I picked one up to play with.

Closer inspection revealed that the central threaded hole projects all the way through the block, stopping at the small indent for the O-ring.

I hacksawed through at the indent, cutting off a 20mm chunk - the m6 thread goes right through.
I drilled a couple of 6.5mm holes through for my resistors - and widened them a little, as my resistors are not straight, and added a small hole for a themistor.
Widening half the m6 thread to m8 allows me to screw in a Peek insulator.
From ResistorHeater

Here's a pic of the components:
From ResistorHeater

and assembled:
From ResistorHeater

Firing it up, I found that it reaches 220C in about 7 minutes, with no insulation. The heater seems pretty sturdy and well-attached. Starting up my (fixed) BfB extruder drive, I waited expectantly....
From ResistorHeater

Hurrah! It extruded several cm of filament - reasonably quick too!

If it starts up again later, then I might be able to build something soon!

Extrusion: 220C at motor speed of 120/255. Nozzle 0.8mm welding tip, 1.01mm filament

Fings I av Fixed.

Since starting to build my RepRap, I've fixed much more around the house.
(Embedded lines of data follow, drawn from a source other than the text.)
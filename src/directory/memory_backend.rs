//! In-memory user directory for development and tests.

use async_trait::async_trait;
use dashmap::DashMap;

use super::{DirectoryError, UserDirectory, UserPreference, UserRecord};

#[derive(Default)]
pub struct MemoryUserDirectory {
    users: DashMap<i64, UserRecord>,
    preferences: DashMap<i64, Vec<UserPreference>>,
}

impl MemoryUserDirectory {
    pub fn new() -> Self {
        Self::default()
    }

    pub fn insert_user(&self, user: UserRecord) {
        self.users.insert(user.id, user);
    }

    pub fn set_preference(&self, user_id: i64, name: impl Into<String>, value: impl Into<String>) {
        let name = name.into();
        let value = value.into();
        let mut prefs = self.preferences.entry(user_id).or_default();
        match prefs.iter().position(|p| p.name == name) {
            Some(index) => prefs[index].value = value,
            None => prefs.push(UserPreference { name, value }),
        }
    }
}

#[async_trait]
impl UserDirectory for MemoryUserDirectory {
    async fn find_user(&self, user_id: i64) -> Result<Option<UserRecord>, DirectoryError> {
        Ok(self.users.get(&user_id).map(|u| u.clone()))
    }

    async fn notification_preferences(&self, user_id: i64) -> Result<Option<Vec<UserPreference>>, DirectoryError> {
        if !self.users.contains_key(&user_id) {
            return Ok(None);
        }
        Ok(Some(
            self.preferences
                .get(&user_id)
                .map(|p| p.clone())
                .unwrap_or_default(),
        ))
    }
}

#[cfg(test)]
mod tests {
    use super::*;

    #[tokio::test]
    async fn test_preferences_of_unknown_user() {
        let directory = MemoryUserDirectory::new();
        assert!(directory.notification_preferences(1).await.unwrap().is_none());
    }

    #[tokio::test]
    async fn test_set_preference_overwrites() {
        let directory = MemoryUserDirectory::new();
        directory.insert_user(UserRecord {
            id: 1,
            username: "alice".to_string(),
            email: "alice@example.com".to_string(),
        });
        directory.set_preference(1, "message_provider_a_loggedin", "email");
        directory.set_preference(1, "message_provider_a_loggedin", "email,onesignal");

        let prefs = directory.notification_preferences(1).await.unwrap().unwrap();
        assert_eq!(prefs.len(), 1);
        assert_eq!(prefs[0].value, "email,onesignal");
    }
}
Having the tools to hand, and having the confidence to try, means that I've fixed things where previously I would have thrown them away.
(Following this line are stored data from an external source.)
use prometheus::{Encoder, TextEncoder};

use super::{
    API_REQUESTS_TOTAL, DEVICE_LINKS_CREATED_TOTAL, DEVICE_TOGGLES_TOTAL, DISPATCH_LATENCY,
    DISPATCH_OUTCOMES_TOTAL, PROVIDER_RETRIES_TOTAL,
};

/// Encode all registered metrics in the Prometheus text format
pub fn encode_metrics() -> Result<String, prometheus::Error> {
    let encoder = TextEncoder::new();
    let metric_families = prometheus::gather();
    let mut buffer = Vec::new();
    encoder.encode(&metric_families, &mut buffer)?;
    Ok(String::from_utf8(buffer).unwrap_or_default())
}

/// Helper struct for recording dispatch metrics
pub struct DispatchMetrics;

impl DispatchMetrics {
    pub fn record_outcome(label: &str) {
        DISPATCH_OUTCOMES_TOTAL.with_label_values(&[label]).inc();
    }

    pub fn record_retry() {
        PROVIDER_RETRIES_TOTAL.inc();
    }

    pub fn observe_latency(seconds: f64) {
        DISPATCH_LATENCY.observe(seconds);
    }
}

/// Helper struct for recording device registry metrics
pub struct DeviceMetrics;

impl DeviceMetrics {
    pub fn record_link_created() {
        DEVICE_LINKS_CREATED_TOTAL.inc();
    }

    pub fn record_toggle(enabled: bool) {
        let state = if enabled { "enabled" } else { "disabled" };
        DEVICE_TOGGLES_TOTAL.with_label_values(&[state]).inc();
    }
}

/// Helper struct for recording HTTP API metrics
pub struct ApiMetrics;

impl ApiMetrics {
    pub fn record_request(endpoint: &str) {
        API_REQUESTS_TOTAL.with_label_values(&[endpoint]).inc();
    }
}
//! Tracing subscriber setup with optional OpenTelemetry export.
//!
//! Dispatch and registry spans are exported over OTLP when enabled, so a
//! provider call can be followed from the HTTP request that triggered it.
//!
//! # Environment Variables
//!
//! | Variable | Description | Default |
//! |----------|-------------|---------|
//! | `OTEL__ENABLED` | Enable OpenTelemetry tracing | `false` |
//! | `OTEL__ENDPOINT` | OTLP gRPC endpoint | `http://localhost:4317` |
//! | `OTEL__SERVICE_NAME` | Service name in traces | `onesignal-bridge` |
//! | `OTEL__SAMPLING_RATIO` | Trace sampling ratio (0.0-1.0) | `1.0` |

use opentelemetry::trace::TracerProvider;
use opentelemetry_otlp::WithExportConfig;
use opentelemetry_sdk::{
    runtime,
    trace::{RandomIdGenerator, Sampler, TracerProvider as SdkTracerProvider},
    Resource,
};
use tracing_subscriber::{layer::SubscriberExt, util::SubscriberInitExt, EnvFilter};

use crate::config::OtelConfig;

/// Result type for telemetry operations
pub type TelemetryResult<T> = Result<T, TelemetryError>;

/// Telemetry-specific error type
#[derive(Debug, thiserror::Error)]
pub enum TelemetryError {
    #[error("Failed to build OTLP exporter: {0}")]
    ExporterBuild(String),
}

/// Telemetry guard that ensures proper shutdown of OpenTelemetry on drop.
pub struct TelemetryGuard {
    _provider: Option<SdkTracerProvider>,
}

impl Drop for TelemetryGuard {
    fn drop(&mut self) {
        if self._provider.is_some() {
            // Shutdown is handled automatically by TracerProvider drop
            tracing::info!("Shutting down OpenTelemetry tracer provider");
        }
    }
}

/// Install the global tracing subscriber.
///
/// `RUST_LOG` controls filtering (default `info`). Keep the returned guard
/// alive for the lifetime of the process.
pub fn init_telemetry(config: &OtelConfig) -> TelemetryResult<TelemetryGuard> {
    let env_filter = EnvFilter::try_from_default_env()
        .unwrap_or_else(|_| EnvFilter::new("info"));

    if config.enabled {
        let provider = init_otel_tracer(config)?;
        let tracer = provider.tracer(config.service_name.clone());
        let otel_layer = tracing_opentelemetry::layer().with_tracer(tracer);

        tracing_subscriber::registry()
            .with(env_filter)
            .with(tracing_subscriber::fmt::layer())
            .with(otel_layer)
            .init();

        tracing::info!(
            endpoint = %config.endpoint,
            service_name = %config.service_name,
            sampling_ratio = %config.sampling_ratio,
            "OpenTelemetry tracing initialized"
        );

        Ok(TelemetryGuard {
            _provider: Some(provider),
        })
    } else {
        tracing_subscriber::registry()
            .with(env_filter)
            .with(tracing_subscriber::fmt::layer())
            .init();

        tracing::info!("Tracing initialized (OpenTelemetry disabled)");

        Ok(TelemetryGuard { _provider: None })
    }
}

/// Initialize the OpenTelemetry tracer with OTLP exporter.
fn init_otel_tracer(config: &OtelConfig) -> TelemetryResult<SdkTracerProvider> {
    use opentelemetry::KeyValue;

    // Create OTLP exporter
    let exporter = opentelemetry_otlp::SpanExporter::builder()
        .with_tonic()
        .with_endpoint(&config.endpoint)
        .build()
        .map_err(|e| TelemetryError::ExporterBuild(e.to_string()))?;

    // Build the tracer provider
    let provider = SdkTracerProvider::builder()
        .with_batch_exporter(exporter, runtime::Tokio)
        .with_sampler(sampler_for(config.sampling_ratio))
        .with_id_generator(RandomIdGenerator::default())
        .with_resource(Resource::new(vec![
            KeyValue::new(
                opentelemetry_semantic_conventions::resource::SERVICE_NAME,
                config.service_name.clone(),
            ),
            KeyValue::new(
                opentelemetry_semantic_conventions::resource::SERVICE_VERSION,
                env!("CARGO_PKG_VERSION"),
            ),
        ]))
        .build();

    Ok(provider)
}

fn sampler_for(ratio: f64) -> Sampler {
    if ratio >= 1.0 {
        Sampler::AlwaysOn
    } else if ratio <= 0.0 {
        Sampler::AlwaysOff
    } else {
        Sampler::TraceIdRatioBased(ratio)
    }
}
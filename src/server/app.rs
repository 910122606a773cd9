use axum::{http::HeaderValue, Router};
use tower_http::{
    cors::{Any, CorsLayer},
    trace::TraceLayer,
};

use crate::api::api_routes;

use super::AppState;

pub fn create_app(state: AppState) -> Router {
    let cors = cors_layer(&state.settings.server.cors_origins);

    Router::new()
        .merge(api_routes(state.clone()))
        .layer(TraceLayer::new_for_http())
        .layer(cors)
        .with_state(state)
}

/// Allow any origin unless `server.cors_origins` lists some.
fn cors_layer(origins: &[String]) -> CorsLayer {
    let layer = CorsLayer::new().allow_methods(Any).allow_headers(Any);

    let allowed: Vec<HeaderValue> = origins
        .iter()
        .filter_map(|o| HeaderValue::from_str(o).ok())
        .collect();

    if allowed.is_empty() {
        layer.allow_origin(Any)
    } else {
        layer.allow_origin(allowed)
    }
}
//! Device store factory

use std::sync::Arc;

use crate::config::DatabaseConfig;
use crate::postgres::PostgresPool;

use super::memory_backend::MemoryDeviceStore;
use super::postgres_backend::PostgresDeviceStore;
use super::store::DeviceStore;

/// Create a device store based on configuration.
///
/// - `"postgres"`: a `PostgresDeviceStore` if a PostgreSQL pool is provided
/// - `"memory"` (default): a `MemoryDeviceStore`
pub fn create_device_store(
    settings: &DatabaseConfig,
    postgres_pool: Option<&PostgresPool>,
) -> Arc<dyn DeviceStore> {
    match settings.backend.as_str() {
        "postgres" => {
            if let Some(pool) = postgres_pool {
                tracing::info!(backend = "postgres", "Creating PostgreSQL device store");
                Arc::new(PostgresDeviceStore::new(pool.pool().clone()))
            } else {
                tracing::warn!(
                    "PostgreSQL device store requested but no pool provided, falling back to memory"
                );
                Arc::new(MemoryDeviceStore::new())
            }
        }
        _ => {
            tracing::info!(backend = "memory", "Creating memory device store");
            Arc::new(MemoryDeviceStore::new())
        }
    }
}

#[cfg(test)]
mod tests {
    use super::*;

    #[test]
    fn test_falls_back_to_memory_without_pool() {
        let settings = DatabaseConfig {
            backend: "postgres".to_string(),
            ..DatabaseConfig::default()
        };
        assert_eq!(create_device_store(&settings, None).backend_type(), "memory");
        assert_eq!(
            create_device_store(&DatabaseConfig::default(), None).backend_type(),
            "memory"
        );
    }
}
mod app;
mod middleware;
mod state;

pub use app::create_app;
pub use middleware::api_key_auth;
pub use state::AppState;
I've replaced the power plugs on two of our laptops several times.
I've fixed one of the laptops - including disassembling it, taking out the main PCB, de-soldering and changing over two SMT microswitches, and replacing the power socket.
I've fixed a couple of battery-operated kid's toys - simple things like disconnected wires and broken solder joints.
Recently, when the telephone cable was accidentally cut during some gardening, I replaced the whole section of cable - the old cable was past it, not worth joining.
I fixed a doll's arm back on.
I fixed the bathroom door lock - and several other jobs in the home, mainly because the tools were available and handy.
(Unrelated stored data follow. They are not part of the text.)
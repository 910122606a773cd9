//! PostgreSQL persistence module.
//!
//! Provides the connection pool behind the PostgreSQL device store and user directory.

pub mod pool;

pub use pool::{PostgresPool, PostgresPoolError};
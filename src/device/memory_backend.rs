//! In-memory device store.
//!
//! Used for development and tests. Host devices are seeded with
//! [`MemoryDeviceStore::register_device`], standing in for the host platform's
//! device registration.

use std::sync::atomic::{AtomicI64, Ordering};

use async_trait::async_trait;
use chrono::Utc;
use dashmap::mapref::entry::Entry;
use dashmap::DashMap;

use super::store::{DeviceStore, DeviceStoreError};
use super::types::{Device, ProviderDeviceLink};

pub struct MemoryDeviceStore {
    /// Host devices by device id
    devices: DashMap<i64, Device>,
    /// Provider links by link id
    links: DashMap<i64, ProviderDeviceLink>,
    /// Device id to link id, guards the one-link-per-device invariant
    link_index: DashMap<i64, i64>,
    next_link_id: AtomicI64,
}

impl Default for MemoryDeviceStore {
    fn default() -> Self {
        Self::new()
    }
}

impl MemoryDeviceStore {
    pub fn new() -> Self {
        Self {
            devices: DashMap::new(),
            links: DashMap::new(),
            link_index: DashMap::new(),
            next_link_id: AtomicI64::new(1),
        }
    }

    /// Add or replace a host device.
    pub fn register_device(&self, device: Device) {
        self.devices.insert(device.id, device);
    }

    /// Remove a host device. Its link stays behind, orphaned.
    pub fn unregister_device(&self, device_id: i64) -> Option<Device> {
        self.devices.remove(&device_id).map(|(_, d)| d)
    }

    pub fn link_count(&self) -> usize {
        self.links.len()
    }

    pub fn link_for_device(&self, device_id: i64) -> Option<ProviderDeviceLink> {
        let link_id = *self.link_index.get(&device_id)?;
        self.links.get(&link_id).map(|l| l.clone())
    }
}

#[async_trait]
impl DeviceStore for MemoryDeviceStore {
    async fn list_user_devices(&self, app_id: &str, user_id: i64) -> Result<Vec<Device>, DeviceStoreError> {
        let mut devices: Vec<Device> = self
            .devices
            .iter()
            .filter(|entry| entry.user_id == user_id && entry.app_id == app_id)
            .map(|entry| entry.value().clone())
            .collect();
        devices.sort_by_key(|d| d.id);
        Ok(devices)
    }

    async fn find_owned_device(&self, device_id: i64, user_id: i64) -> Result<Option<Device>, DeviceStoreError> {
        Ok(self
            .devices
            .get(&device_id)
            .filter(|d| d.user_id == user_id)
            .map(|d| d.clone()))
    }

    async fn find_link(&self, link_id: i64) -> Result<Option<ProviderDeviceLink>, DeviceStoreError> {
        Ok(self.links.get(&link_id).map(|l| l.clone()))
    }

    async fn ensure_link(&self, user_device_id: i64) -> Result<(ProviderDeviceLink, bool), DeviceStoreError> {
        // The index entry stays locked until the link is stored
        match self.link_index.entry(user_device_id) {
            Entry::Occupied(entry) => {
                let link_id = *entry.get();
                self.links
                    .get(&link_id)
                    .map(|l| (l.clone(), false))
                    .ok_or_else(|| {
                        DeviceStoreError::Unavailable(format!("dangling link index for device {}", user_device_id))
                    })
            }
            Entry::Vacant(entry) => {
                let now = Utc::now();
                let link = ProviderDeviceLink {
                    id: self.next_link_id.fetch_add(1, Ordering::Relaxed),
                    user_device_id,
                    enabled: true,
                    created_at: now,
                    updated_at: now,
                };
                self.links.insert(link.id, link.clone());
                entry.insert(link.id);
                Ok((link, true))
            }
        }
    }

    async fn set_link_enabled(&self, link_id: i64, enabled: bool) -> Result<bool, DeviceStoreError> {
        match self.links.get_mut(&link_id) {
            Some(mut link) => {
                link.enabled = enabled;
                link.updated_at = Utc::now();
                Ok(true)
            }
            None => Ok(false),
        }
    }

    fn backend_type(&self) -> &'static str {
        "memory"
    }
}
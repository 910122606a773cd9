//! Device registry and provider link storage.
//!
//! # Store Architecture
//!
//! The registry talks to storage through the `DeviceStore` trait:
//!
//! - `MemoryDeviceStore`: In-memory storage using DashMap (default)
//! - `PostgresDeviceStore`: Host `user_devices` table plus `provider_device_links`
//!
//! Use `create_device_store()` to pick the backend from configuration.

mod factory;
pub mod memory_backend;
pub mod postgres_backend;
mod registry;
mod store;
mod types;

pub use factory::create_device_store;
pub use memory_backend::MemoryDeviceStore;
pub use postgres_backend::PostgresDeviceStore;
pub use registry::DeviceRegistry;
pub use store::{DeviceStore, DeviceStoreError};
pub use types::{Device, ProviderDeviceLink, UserDevice};
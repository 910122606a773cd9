use std::sync::Arc;

use anyhow::{Context, Result};
use tokio::net::TcpListener;
use tokio::signal;

use onesignal_bridge::config::Settings;
use onesignal_bridge::device::create_device_store;
use onesignal_bridge::directory::create_user_directory;
use onesignal_bridge::postgres::PostgresPool;
use onesignal_bridge::provider::OneSignalClient;
use onesignal_bridge::server::{create_app, AppState};
use onesignal_bridge::telemetry::init_telemetry;

#[tokio::main]
async fn main() -> Result<()> {
    // Load configuration
    let settings = Settings::new()?;

    let _telemetry = init_telemetry(&settings.otel)?;
    tracing::info!(run_mode = %std::env::var("RUN_MODE").unwrap_or_default(), "Configuration loaded");

    for warning in settings.startup_warnings() {
        tracing::warn!("{}", warning);
    }

    let postgres_pool = if settings.database.backend == "postgres" {
        let pool = PostgresPool::new(&settings.database)
            .await
            .context("Failed to connect to PostgreSQL")?;
        Some(pool)
    } else {
        None
    };

    let device_store = create_device_store(&settings.database, postgres_pool.as_ref());
    let directory = create_user_directory(&settings.database, postgres_pool.as_ref());
    let transport = Arc::new(
        OneSignalClient::new(&settings.provider).context("Failed to build provider HTTP client")?,
    );

    let mut state = AppState::new(settings.clone(), device_store, directory, transport);
    if let Some(pool) = postgres_pool.clone() {
        state = state.with_postgres_pool(pool);
    }
    tracing::info!("Application state initialized");

    let app = create_app(state);

    let addr = settings.server_addr();
    let listener = TcpListener::bind(&addr).await?;
    tracing::info!("Server listening on {}", addr);

    axum::serve(listener, app)
        .with_graceful_shutdown(shutdown_signal_handler())
        .await?;

    if let Some(pool) = postgres_pool {
        pool.close().await;
    }

    tracing::info!("Server shutdown complete");
    Ok(())
}

async fn shutdown_signal_handler() {
    let ctrl_c = async {
        if let Err(e) = signal::ctrl_c().await {
            tracing::error!(error = %e, "Failed to listen for Ctrl+C");
            std::future::pending::<()>().await;
        }
    };

    #[cfg(unix)]
    let terminate = async {
        match signal::unix::signal(signal::unix::SignalKind::terminate()) {
            Ok(mut sig) => {
                sig.recv().await;
            }
            Err(e) => {
                tracing::error!(error = %e, "Failed to install SIGTERM handler");
                std::future::pending::<()>().await;
            }
        }
    };

    #[cfg(not(unix))]
    let terminate = std::future::pending::<()>();

    tokio::select! {
        _ = ctrl_c => {
            tracing::info!("Received Ctrl+C, initiating graceful shutdown");
        }
        _ = terminate => {
            tracing::info!("Received terminate signal, initiating graceful shutdown");
        }
    }
}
Also, I taught my daughter to solder - making a 'game of life' kit together. It went really well, and worked first time!

All this (indirectly) because of my RepRap.

Heater Blocks

In my quest to ignore conventional wisdom and make my own extruder, I've started playing around with resistor heaters in blocks like NopHead.

I looked around for a while, and found a mild steel block (30x30x10mm) at my local engineering suppliers. They also supplied me a couple of 1 inch (25mm) cubes of copper.

With one of the steel blocks, I drilled two 7.5mm holes laterally and filled them each with a resistor wrapped in tinfoil to provide a tight fit (and better heat transfer). I drilled a 5.5mm hole through the block and tapped it to M6 thread.
From ResistorHeater
With an M6 welding tip, I extended the m6 thread to all the way down the barrel. Then, drilling it out to 3.2mm, I made a mistake and drilled it all the way through. I now had a short copper tube with m6 outer thread. This screwed through the heater block, leaving 5mm top and bottom. The existing BfB nozzle screws nicely onto the copper thread.

Screwing a m6 coupling nut onto the top allows me to connect a drilled stainless steel bolt. Stainless steel is a poor conductor of heat - not as good as PTFE insulation, but helps stop the heat transfer up the shaft.
From ResistorHeater
Firing it up, there is a lot of thermal inertia - it takes a while to get going (2-3C per second). It finally tops out at 210C without any insulation. The stainless is not a brilliant insulator - it gets fairly hot (70C) at the washer/support end, but should be usable.

Tuesday 21 July 2009

Learning more and more

I've been building more nozzles and drilling some holes in metal. I tried drilling out a stainless steel bolt to make the extruder barrel, but it was hard work and didn't feel right. Usually when that happens, I'm doing something wrong...
So, I googled and read up on drilling into stainless steel.

Apparently, when the drill rubs over the metal in the hole, it starts to heat and work harden a thin layer of steel - making it harder and stronger - and more difficult to drill.

The advice is to drill at a slow to medium speed, apply lots of pressure, and drill few mm then pull right back to clear the swarf. This is pretty much the opposite of my original technique.

This works *really* well - you get lovely long spirals of swarf (razor sharp splinters) and the hole is much easier to drill. I found it much easier to drill out welding tips and have drilled a couple of stainless bolts using the afghan lathe technique.

Top Tip: Read instructions before using.